Rep. John Lewis dies at 80, losing battle with pancreatic cancer

Rep. John Robert Lewis (D-Ga.) passed away Friday evening after a battle with pancreatic cancer. He was 80.

Tributes began flooding into social media to say goodbye to the civil rights icon.

Lewis was born on Feb. 21, 1940, near Troy, Ala. to a sharecropper. Growing up on the family farm in Pike County, he became inspired by the then-burgeoning civil rights movement by events including the year-long Montgomery (Ala.) Bus Boycott, in which blacks protested segregated seating. He was also moved by the words and actions of the most iconic civil rights leader of the time — a young pastor named Martin Luther King Jr., who helped organize the boycott, which began after Rosa Parks was arrested and fined for refusing to give up her seat to a white man.

A mug shot of civil rights activist and politician John Lewis, following his arrest in Jackson, Mississippi for using a restroom reserved for ‘white’ people during the Freedom Ride demonstration against racial segregation, 24th May 1961. (Photo by Kypros/Getty Images)

While attending Fisk University, a private historically black college in Nashville, Lewis organized sit-ins to protest the segregated lunch counters at the institution. He volunteered to participate in the Freedom Rids bus tour in 1961 which challenged segregation laws all across the Deep South.

On several occasions, Lewis risked his well-being and even his life just for sitting in seats that were reserved for white riders. In addition, Lewis suffered beatings from angry mobs and endured arrests by police for challenging segregation.

SAUL LOEB/AFP via Getty Images)

By 1963, at age 23, he was already being recognized as one of the Big Six leaders of the civil rights movement. And from 1963-66 he served as chairman of the Student Nonviolent Coordinating Committee, which helped organize student activism to include sit-ins and other forms of protests.

In 1963, Lewis became one of the architects of a historic march on Washington, D.C., and the following year he helped organize voter registration drives and other community activities during the Mississippi Freedom Summer.

On March 7, 1965, Lewis and another civil rights leader of the time, Hosea Williams, led some 600 orderly protesters across the Edmund Pettus Bridge in Selma, Ala., intending to march from there to Montgomery to call for voting rights in the state. During their march, demonstrators were attacked by Alabama state troopers in what became known as “Bloody Sunday.” The event drew nationwide television coverage and outrage, leading to the passage of the 1965 Civil Rights Act.

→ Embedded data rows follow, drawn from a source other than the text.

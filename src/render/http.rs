//! Production renderer: plain HTTP GET plus static HTML querying.
//!
//! Conference pages render their talk list and talk bodies server-side, so no script
//! execution is needed to read `.doc-map` links, `.author-name` or `.body-block p`.

use super::html;
use super::service::{RenderContext, Renderer};
use super::types::{DomQuery, QueryValue};
use crate::error::RenderError;

const USER_AGENT: &str = concat!("conference-wordcount/", env!("CARGO_PKG_VERSION"));

/// Hands out one independent HTTP session per context.
#[derive(Debug, Clone, Default)]
pub struct HttpRenderer;

impl HttpRenderer {
    pub fn new() -> Self {
        Self
    }
}

impl Renderer for HttpRenderer {
    type Context = HttpPage;

    async fn acquire(&self) -> Result<HttpPage, RenderError> {
        let client = reqwest::Client::builder()
            .user_agent(USER_AGENT)
            .build()
            .map_err(|e| RenderError::Unavailable {
                reason: e.to_string(),
            })?;

        Ok(HttpPage {
            client,
            address: None,
            html: None,
        })
    }
}

/// A session holding at most one loaded document.
pub struct HttpPage {
    client: reqwest::Client,
    address: Option<String>,
    html: Option<String>,
}

impl RenderContext for HttpPage {
    async fn navigate(&mut self, address: &str) -> Result<(), RenderError> {
        let navigation_error = |reason: String| RenderError::Navigation {
            address: address.to_string(),
            reason,
        };

        tracing::trace!("GET {}", address);
        let response = self
            .client
            .get(address)
            .send()
            .await
            .map_err(|e| navigation_error(e.to_string()))?;

        let status = response.status();
        if !status.is_success() {
            return Err(navigation_error(format!("HTTP {}", status)));
        }

        let body = response
            .text()
            .await
            .map_err(|e| navigation_error(e.to_string()))?;

        self.address = Some(address.to_string());
        self.html = Some(body);
        Ok(())
    }

    async fn evaluate(&mut self, query: &DomQuery) -> Result<QueryValue, RenderError> {
        let document = self.html.as_deref().ok_or(RenderError::NotNavigated)?;
        html::evaluate(document, query)
    }

    async fn close(self) {
        if let Some(address) = self.address {
            tracing::trace!("Closed session for {}", address);
        }
    }
}
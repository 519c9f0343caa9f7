use super::types::DocumentRef;
use crate::error::{PipelineError, RenderError};
use crate::pipeline::types::ConferenceMonth;
use crate::render::{DomQuery, RenderContext, Renderer};

pub const TALK_LINK_SELECTOR: &str = ".doc-map .doc-map a";

/// Address of a conference's table of contents.
pub fn conference_address(base_url: &str, year: u16, month: ConferenceMonth) -> String {
    format!(
        "{}/study/general-conference/{}/{}?lang=eng",
        base_url.trim_end_matches('/'),
        year,
        month
    )
}

/// Reads the ordered list of talk references for one conference.
///
/// Runs once, before any worker exists. Any failure here is fatal for the run.
pub async fn discover_talks<R: Renderer>(
    renderer: &R,
    base_url: &str,
    year: u16,
    month: ConferenceMonth,
) -> Result<Vec<DocumentRef>, PipelineError> {
    let address = conference_address(base_url, year, month);

    let links = read_links(renderer, &address)
        .await
        .map_err(|source| PipelineError::Discovery {
            address: address.clone(),
            source,
        })?;

    Ok(links.into_iter().map(DocumentRef).collect())
}

async fn read_links<R: Renderer>(renderer: &R, address: &str) -> Result<Vec<String>, RenderError> {
    let mut page = renderer.acquire().await?;

    let links = match page.navigate(address).await {
        Ok(()) => page
            .evaluate(&DomQuery::all_attr(TALK_LINK_SELECTOR, "href"))
            .await
            .and_then(|value| value.into_list(TALK_LINK_SELECTOR)),
        Err(e) => Err(e),
    };

    page.close().await;
    links
}
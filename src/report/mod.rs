//! Report Module
//!
//! Persists a finished ranking as a JSON array of display lines, e.g.
//! `"1  : Christ                  : 412"`, in a file named
//! `{core|all}-{year}-{month}-conference.json`.

pub mod writer;

#[cfg(test)]
mod tests;
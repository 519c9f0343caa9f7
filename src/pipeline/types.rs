use crate::aggregate::ranking::{RankedEntry, TieBreak};
use crate::error::PipelineError;
use crate::report::writer::{ReportMode, ReportName};

use chrono::{Datelike, NaiveDate};
use std::fmt;
use std::path::PathBuf;
use std::time::Duration;

pub const DEFAULT_BASE_URL: &str = "https://www.churchofjesuschrist.org";

/// Years appear verbatim in addresses and as four digits in report names.
pub const VALID_YEARS: std::ops::RangeInclusive<u16> = 1000..=9999;

/// General conference is held twice a year.
#[derive(Debug, Clone, Copy, PartialEq, Eq, Hash, clap::ValueEnum)]
pub enum ConferenceMonth {
    #[value(name = "04", alias = "april")]
    April,
    #[value(name = "10", alias = "october")]
    October,
}

impl ConferenceMonth {
    /// Two-digit form used in addresses and report names.
    pub fn as_str(&self) -> &'static str {
        match self {
            Self::April => "04",
            Self::October => "10",
        }
    }

    /// Most recent conference held on or before `today`.
    pub fn current_cycle(today: NaiveDate) -> (u16, ConferenceMonth) {
        let year = today.year() as u16;
        match today.month() {
            10..=12 => (year, Self::October),
            4..=9 => (year, Self::April),
            _ => (year - 1, Self::October),
        }
    }
}

impl fmt::Display for ConferenceMonth {
    fn fmt(&self, f: &mut fmt::Formatter<'_>) -> fmt::Result {
        f.write_str(self.as_str())
    }
}

/// Every tunable of a run.
#[derive(Debug, Clone)]
pub struct PipelineConfig {
    pub year: u16,
    pub month: ConferenceMonth,
    /// Drop short tokens and stop words before counting.
    pub filter_stop_words: bool,
    /// Number of parallel workers (one chunk each).
    pub workers: usize,
    pub base_url: String,
    /// Upper bound per document; `None` waits indefinitely.
    pub document_timeout: Option<Duration>,
    pub tie_break: TieBreak,
    /// JSON stop-word list replacing the built-in one.
    pub stop_words: Option<PathBuf>,
    pub output_dir: PathBuf,
}

impl Default for PipelineConfig {
    fn default() -> Self {
        let (year, month) = ConferenceMonth::current_cycle(chrono::Local::now().date_naive());

        Self {
            year,
            month,
            filter_stop_words: true,
            workers: default_workers(),
            base_url: DEFAULT_BASE_URL.to_string(),
            document_timeout: None,
            tie_break: TieBreak::Ascending,
            stop_words: None,
            output_dir: PathBuf::from("."),
        }
    }
}

impl PipelineConfig {
    pub fn validate(&self) -> Result<(), PipelineError> {
        if self.workers == 0 {
            return Err(PipelineError::Configuration(
                "worker count must be at least 1".to_string(),
            ));
        }
        if !VALID_YEARS.contains(&self.year) {
            return Err(PipelineError::Configuration(format!(
                "year {} is not a four-digit year",
                self.year
            )));
        }
        Ok(())
    }

    pub fn report_name(&self) -> ReportName {
        ReportName {
            mode: ReportMode::from_filtering(self.filter_stop_words),
            year: self.year,
            month: self.month,
        }
    }
}

/// Host parallelism, falling back to a single worker.
pub fn default_workers() -> usize {
    std::thread::available_parallelism()
        .map(|n| n.get())
        .unwrap_or(1)
}

/// Counters describing one run.
#[derive(Debug, Clone, Default, PartialEq, Eq)]
pub struct RunSummary {
    pub documents: usize,
    pub extracted: usize,
    pub failed: usize,
    pub tokens: usize,
    pub unique_words: usize,
}

#[derive(Debug, Clone)]
pub struct PipelineOutput {
    pub entries: Vec<RankedEntry>,
    pub summary: RunSummary,
}
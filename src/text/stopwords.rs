//! Static stop-word set and the filtering stage applied after tokenization.

use crate::error::PipelineError;

use std::collections::HashSet;
use std::path::Path;

const BUILT_IN: &str = include_str!("../../data/stop_words.txt");

/// Tokens at or below this length are always rejected when filtering.
pub const MIN_TOKEN_LEN: usize = 2;

/// Read-only rejection set, loaded once and shared by every worker.
#[derive(Debug, Clone, Default)]
pub struct StopWords {
    words: HashSet<String>,
}

impl StopWords {
    /// The English list bundled with the crate.
    pub fn english() -> Self {
        Self::from_words(BUILT_IN.lines().map(str::trim).filter(|line| !line.is_empty()))
    }

    pub fn from_words<I, S>(words: I) -> Self
    where
        I: IntoIterator<Item = S>,
        S: AsRef<str>,
    {
        Self {
            words: words
                .into_iter()
                .map(|word| word.as_ref().to_lowercase())
                .collect(),
        }
    }

    /// Loads a JSON array of strings, e.g. `["the", "and", "unto"]`.
    pub fn from_json_file(path: &Path) -> Result<Self, PipelineError> {
        let raw = std::fs::read_to_string(path).map_err(|e| PipelineError::StopWords {
            path: path.to_path_buf(),
            reason: e.to_string(),
        })?;
        let words: Vec<String> =
            serde_json::from_str(&raw).map_err(|e| PipelineError::StopWords {
                path: path.to_path_buf(),
                reason: e.to_string(),
            })?;

        tracing::info!("Loaded {} stop words from {}", words.len(), path.display());
        Ok(Self::from_words(words))
    }

    /// Case-insensitive membership.
    pub fn contains(&self, word: &str) -> bool {
        self.words.contains(&word.to_lowercase())
    }

    pub fn len(&self) -> usize {
        self.words.len()
    }

    pub fn is_empty(&self) -> bool {
        self.words.is_empty()
    }
}

/// Keeps a token iff it is longer than [`MIN_TOKEN_LEN`] and not in the stop set.
pub fn filter_stop_words(tokens: Vec<String>, stop_words: &StopWords) -> Vec<String> {
    tokens
        .into_iter()
        .filter(|token| token.chars().count() > MIN_TOKEN_LEN && !stop_words.contains(token))
        .collect()
}
use crate::aggregate::ranking::RankedEntry;
use crate::error::PipelineError;
use crate::pipeline::types::ConferenceMonth;

use std::fmt;
use std::path::{Path, PathBuf};

const RANK_WIDTH: usize = 3;
const WORD_WIDTH: usize = 24;

/// Whether the counted words went through stop-word filtering.
#[derive(Debug, Clone, Copy, PartialEq, Eq)]
pub enum ReportMode {
    Core,
    All,
}

impl ReportMode {
    pub fn from_filtering(filter_stop_words: bool) -> Self {
        if filter_stop_words {
            Self::Core
        } else {
            Self::All
        }
    }

    pub fn as_str(&self) -> &'static str {
        match self {
            Self::Core => "core",
            Self::All => "all",
        }
    }
}

#[derive(Debug, Clone, PartialEq, Eq)]
pub struct ReportName {
    pub mode: ReportMode,
    pub year: u16,
    pub month: ConferenceMonth,
}

impl ReportName {
    pub fn file_name(&self) -> String {
        format!(
            "{}-{:04}-{}-conference.json",
            self.mode.as_str(),
            self.year,
            self.month
        )
    }
}

impl fmt::Display for ReportName {
    fn fmt(&self, f: &mut fmt::Formatter<'_>) -> fmt::Result {
        f.write_str(&self.file_name())
    }
}

/// `"<rank>: <Word>: <count>"` with rank and word padded to fixed widths.
pub fn render_line(entry: &RankedEntry) -> String {
    format!(
        "{:<rank_width$}: {:<word_width$}: {}",
        entry.rank,
        entry.display_word(),
        entry.count,
        rank_width = RANK_WIDTH,
        word_width = WORD_WIDTH,
    )
}

pub fn render_lines(entries: &[RankedEntry]) -> Vec<String> {
    entries.iter().map(render_line).collect()
}

/// Writes the ranking under `dir`, creating the directory if needed. Returns the file path.
pub async fn write_report(
    dir: &Path,
    name: &ReportName,
    entries: &[RankedEntry],
) -> Result<PathBuf, PipelineError> {
    let path = dir.join(name.file_name());
    let report_error = |source: std::io::Error| PipelineError::Report {
        path: path.clone(),
        source,
    };

    let body = serde_json::to_vec(&render_lines(entries))
        .map_err(|e| report_error(std::io::Error::from(e)))?;

    tokio::fs::create_dir_all(dir).await.map_err(report_error)?;
    tokio::fs::write(&path, body).await.map_err(report_error)?;

    tracing::info!("Wrote {} ranked words to {}", entries.len(), path.display());
    Ok(path)
}
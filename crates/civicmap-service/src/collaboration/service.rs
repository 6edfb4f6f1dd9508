//! Collaboration lifecycle controller.
//!
//! Creation runs validation and recipient resolution inside a single
//! transaction so that the missing-recipient rollback can never race a
//! concurrent create for the same (incident, user) pair; the unique
//! constraint stays as the last-resort duplicate guard.

use std::sync::Arc;

use chrono::{NaiveDate, Utc};
use serde::{Deserialize, Serialize};
use sqlx::PgPool;
use tracing::{info, warn};

use civicmap_core::error::{AppError, ErrorKind};
use civicmap_core::result::AppResult;
use civicmap_core::types::pagination::{PageRequest, PageResponse};
use civicmap_database::repositories::collaboration::CollaborationRepository;
use civicmap_database::repositories::incident::IncidentRepository;
use civicmap_database::repositories::user::UserRepository;
use civicmap_entity::collaboration::model::{Collaboration, NewCollaboration};
use civicmap_entity::collaboration::status::CollaborationStatus;

use super::dispatch::{CollaborationDispatcher, DispatchPlan, plan_request_dispatch};
use crate::context::RequestContext;

/// A collaboration already exists for this (incident, user) pair.
pub const MSG_DUPLICATE: &str =
    "Une collaboration existe déjà pour cet utilisateur sur cet incident";
/// The proposed end date is not in the future.
pub const MSG_END_DATE: &str = "La date de fin doit être dans le futur";
/// Unknown collaboration id.
pub const MSG_NOT_FOUND: &str = "Collaboration non trouvée";
/// The target incident does not exist.
pub const MSG_UNKNOWN_INCIDENT: &str = "L'incident demandé n'existe pas";
/// Only the requesting user may accept.
pub const MSG_FORBIDDEN_ACCEPT: &str =
    "Vous n'êtes pas autorisé à accepter cette collaboration";
/// The collaboration was already accepted.
pub const MSG_ALREADY_ACCEPTED: &str = "Cette collaboration a déjà été acceptée";
/// The collaboration window has passed.
pub const MSG_EXPIRED: &str = "Cette collaboration a expiré";
/// The responsible party has no email address, so the notify contract
/// cannot be fulfilled.
pub const MSG_UNREACHABLE_RECIPIENT: &str =
    "Le responsable de cet incident ne peut pas être notifié";

/// Input for creating a collaboration request.
#[derive(Debug, Clone, Serialize, Deserialize)]
pub struct CreateCollaboration {
    /// Target incident.
    pub incident_id: i64,
    /// Last day of the proposed collaboration.
    pub end_date: NaiveDate,
    /// Free-text motivation (optional).
    pub motivation: Option<String>,
    /// Free-text alternative proposal (optional).
    pub other_option: Option<String>,
}

/// Manages the collaboration lifecycle: request, accept, decline.
#[derive(Debug, Clone)]
pub struct CollaborationService {
    /// Connection pool, for the transactional creation path.
    pool: PgPool,
    /// Collaboration repository.
    collab_repo: Arc<CollaborationRepository>,
    /// Incident repository (read-only).
    incident_repo: Arc<IncidentRepository>,
    /// User repository (read-only).
    user_repo: Arc<UserRepository>,
    /// Side-effect dispatcher.
    dispatcher: CollaborationDispatcher,
}

impl CollaborationService {
    /// Creates a new collaboration service.
    pub fn new(
        pool: PgPool,
        collab_repo: Arc<CollaborationRepository>,
        incident_repo: Arc<IncidentRepository>,
        user_repo: Arc<UserRepository>,
        dispatcher: CollaborationDispatcher,
    ) -> Self {
        Self {
            pool,
            collab_repo,
            incident_repo,
            user_repo,
            dispatcher,
        }
    }

    /// Create a collaboration request on behalf of the authenticated caller.
    pub async fn create(
        &self,
        ctx: &RequestContext,
        req: CreateCollaboration,
    ) -> AppResult<Collaboration> {
        let mut tx = self.pool.begin().await.map_err(|e| {
            AppError::with_source(ErrorKind::Database, "Failed to begin transaction", e)
        })?;

        if self
            .collab_repo
            .exists_on(&mut *tx, req.incident_id, ctx.user_id)
            .await?
        {
            return Err(AppError::validation(MSG_DUPLICATE));
        }

        validate_end_date(req.end_date, Utc::now().date_naive())?;

        let incident = self
            .incident_repo
            .find_by_id(&mut *tx, req.incident_id)
            .await?
            .ok_or_else(|| AppError::validation(MSG_UNKNOWN_INCIDENT))?;

        let requester = self
            .user_repo
            .find_by_id(&mut *tx, ctx.user_id)
            .await?
            .ok_or_else(|| {
                AppError::internal(format!("Authenticated user {} not found", ctx.user_id))
            })?;

        let new = NewCollaboration {
            incident_id: req.incident_id,
            user_id: ctx.user_id,
            end_date: req.end_date,
            motivation: req.motivation,
            other_option: req.other_option,
        };
        let collaboration = self
            .collab_repo
            .insert(&mut *tx, &new)
            .await
            .map_err(|e| match e.kind {
                ErrorKind::Conflict => AppError::validation(MSG_DUPLICATE),
                _ => e,
            })?;

        let recipient = match incident.taken_by {
            Some(recipient_id) => self.user_repo.find_by_id(&mut *tx, recipient_id).await?,
            None => None,
        };
        let plan = plan_request_dispatch(&incident, recipient.as_ref(), &requester);

        if let DispatchPlan::MissingEmail { recipient_id } = plan {
            tx.rollback().await.map_err(|e| {
                AppError::with_source(ErrorKind::Database, "Failed to roll back transaction", e)
            })?;
            warn!(
                incident_id = incident.id,
                user_id = ctx.user_id,
                recipient_id,
                "Responsible party has no email address, collaboration request rolled back"
            );
            return Err(AppError::conflict(MSG_UNREACHABLE_RECIPIENT));
        }

        tx.commit().await.map_err(|e| {
            AppError::with_source(ErrorKind::Database, "Failed to commit transaction", e)
        })?;

        info!(
            collaboration_id = collaboration.id,
            incident_id = collaboration.incident_id,
            user_id = collaboration.user_id,
            "Collaboration requested"
        );

        self.dispatcher.dispatch_request(&collaboration, plan).await;

        Ok(collaboration)
    }

    /// Accept a collaboration. Only the original requesting user may accept.
    pub async fn accept(
        &self,
        ctx: &RequestContext,
        collaboration_id: i64,
    ) -> AppResult<Collaboration> {
        let collaboration = self
            .collab_repo
            .find_by_id(collaboration_id)
            .await?
            .ok_or_else(|| AppError::not_found(MSG_NOT_FOUND))?;

        accept_guard(&collaboration, ctx.user_id, Utc::now().date_naive())?;

        self.collab_repo
            .update_status(collaboration.id, CollaborationStatus::Accepted)
            .await?;

        info!(
            collaboration_id = collaboration.id,
            user_id = ctx.user_id,
            "Collaboration accepted"
        );

        Ok(Collaboration {
            status: CollaborationStatus::Accepted,
            ..collaboration
        })
    }

    /// Decline a collaboration (administrative path, not caller-gated).
    ///
    /// Unconditional once the record is found: the status flips to
    /// `declined` and the requesting user is emailed. No in-app
    /// notification row persists after a decline.
    pub async fn decline(&self, collaboration_id: i64) -> AppResult<Collaboration> {
        let collaboration = self
            .collab_repo
            .find_by_id(collaboration_id)
            .await?
            .ok_or_else(|| AppError::not_found(MSG_NOT_FOUND))?;

        self.collab_repo
            .update_status(collaboration.id, CollaborationStatus::Declined)
            .await?;

        let declined = Collaboration {
            status: CollaborationStatus::Declined,
            ..collaboration
        };

        info!(
            collaboration_id = declined.id,
            user_id = declined.user_id,
            "Collaboration declined"
        );

        match self.user_repo.get(declined.user_id).await {
            Ok(Some(requester)) => {
                self.dispatcher.dispatch_decline(&declined, &requester).await;
            }
            Ok(None) => {
                warn!(
                    collaboration_id = declined.id,
                    user_id = declined.user_id,
                    "Requesting user no longer exists, skipping decline email"
                );
            }
            Err(e) => {
                warn!(
                    collaboration_id = declined.id,
                    error = %e,
                    "Failed to load requesting user, skipping decline email"
                );
            }
        }

        Ok(declined)
    }

    /// List collaborations visible to the caller: requested by them or on
    /// incidents they are responsible for.
    pub async fn list(
        &self,
        ctx: &RequestContext,
        page: PageRequest,
    ) -> AppResult<PageResponse<Collaboration>> {
        self.collab_repo.find_visible_to(ctx.user_id, &page).await
    }
}

/// The end date must be strictly in the future at creation time.
fn validate_end_date(end_date: NaiveDate, today: NaiveDate) -> AppResult<()> {
    if end_date <= today {
        return Err(AppError::validation(MSG_END_DATE));
    }
    Ok(())
}

/// Preconditions for the accept transition, checked in order.
fn accept_guard(collaboration: &Collaboration, caller_id: i64, today: NaiveDate) -> AppResult<()> {
    if collaboration.user_id != caller_id {
        return Err(AppError::forbidden(MSG_FORBIDDEN_ACCEPT));
    }
    if collaboration.status == CollaborationStatus::Accepted {
        return Err(AppError::validation(MSG_ALREADY_ACCEPTED));
    }
    if collaboration.is_expired(today) {
        return Err(AppError::validation(MSG_EXPIRED));
    }
    Ok(())
}

#[cfg(test)]
mod tests {
    use super::*;
    use chrono::Utc;

    fn collaboration(
        user_id: i64,
        status: CollaborationStatus,
        end_date: NaiveDate,
    ) -> Collaboration {
        Collaboration {
            id: 1,
            incident_id: 10,
            user_id,
            created_at: Utc::now(),
            end_date,
            motivation: None,
            other_option: None,
            status,
        }
    }

    fn today() -> NaiveDate {
        NaiveDate::from_ymd_opt(2025, 6, 15).unwrap()
    }

    fn tomorrow() -> NaiveDate {
        today().succ_opt().unwrap()
    }

    #[test]
    fn test_end_date_must_be_strictly_future() {
        assert!(validate_end_date(tomorrow(), today()).is_ok());

        let err = validate_end_date(today(), today()).unwrap_err();
        assert_eq!(err.kind, ErrorKind::Validation);
        assert_eq!(err.message, MSG_END_DATE);

        assert!(validate_end_date(today().pred_opt().unwrap(), today()).is_err());
    }

    #[test]
    fn test_accept_requires_requesting_user() {
        let collab = collaboration(1, CollaborationStatus::Pending, tomorrow());
        let err = accept_guard(&collab, 2, today()).unwrap_err();
        assert_eq!(err.kind, ErrorKind::Forbidden);
        assert_eq!(err.message, MSG_FORBIDDEN_ACCEPT);
    }

    #[test]
    fn test_accept_rejects_already_accepted() {
        let collab = collaboration(1, CollaborationStatus::Accepted, tomorrow());
        let err = accept_guard(&collab, 1, today()).unwrap_err();
        assert_eq!(err.kind, ErrorKind::Validation);
        assert_eq!(err.message, MSG_ALREADY_ACCEPTED);
    }

    #[test]
    fn test_accept_rejects_expired() {
        let collab = collaboration(1, CollaborationStatus::Pending, today());
        let err = accept_guard(&collab, 1, today()).unwrap_err();
        assert_eq!(err.kind, ErrorKind::Validation);
        assert_eq!(err.message, MSG_EXPIRED);
    }

    #[test]
    fn test_accept_allows_pending_and_future() {
        let collab = collaboration(1, CollaborationStatus::Pending, tomorrow());
        assert!(accept_guard(&collab, 1, today()).is_ok());
    }

    #[test]
    fn test_accept_allows_previously_declined() {
        // The guard mirrors the source: only `accepted` blocks the transition.
        let collab = collaboration(1, CollaborationStatus::Declined, tomorrow());
        assert!(accept_guard(&collab, 1, today()).is_ok());
    }

    #[test]
    fn test_wrong_caller_checked_before_state() {
        // Precondition order: authorization comes before state conflicts.
        let collab = collaboration(1, CollaborationStatus::Accepted, today());
        let err = accept_guard(&collab, 2, today()).unwrap_err();
        assert_eq!(err.kind, ErrorKind::Forbidden);
    }
}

“Despite more than 40 arrests, physical attacks and serious injuries, John Lewis remained a devoted advocate of the philosophy of nonviolence,” said his congressional biography.

Lewis was appointed by then-President Jimmy Carter in 1977 to head up ACTION, a federal volunteer agency with more than a quarter-million members.

In 1981, Lewis was elected to the Atlanta City Council, and in 1986 he was elected to the U.S. Congress to serve in Georgia’s 5th Congressional District. During his tenure, he rose to become senior whip for the Democrat Party as well as chairman of House committees and subcommittees.

Lewis earned a bachelor of arts degree in Religion and Philosophy from Fisk University. He was also a graduate of the American Baptist Theological Seminary, also located in Nashville.

He was awarded more than 50 honorary degrees from a number of top colleges and universities around the country including Brown University, Princeton, Duke, Harvard, and Howard University.

Lewis has also received a number of awards from prestigious institutions including the highest civilian award in the U.S., the Medal of Freedom which he granted by President Barack Obama.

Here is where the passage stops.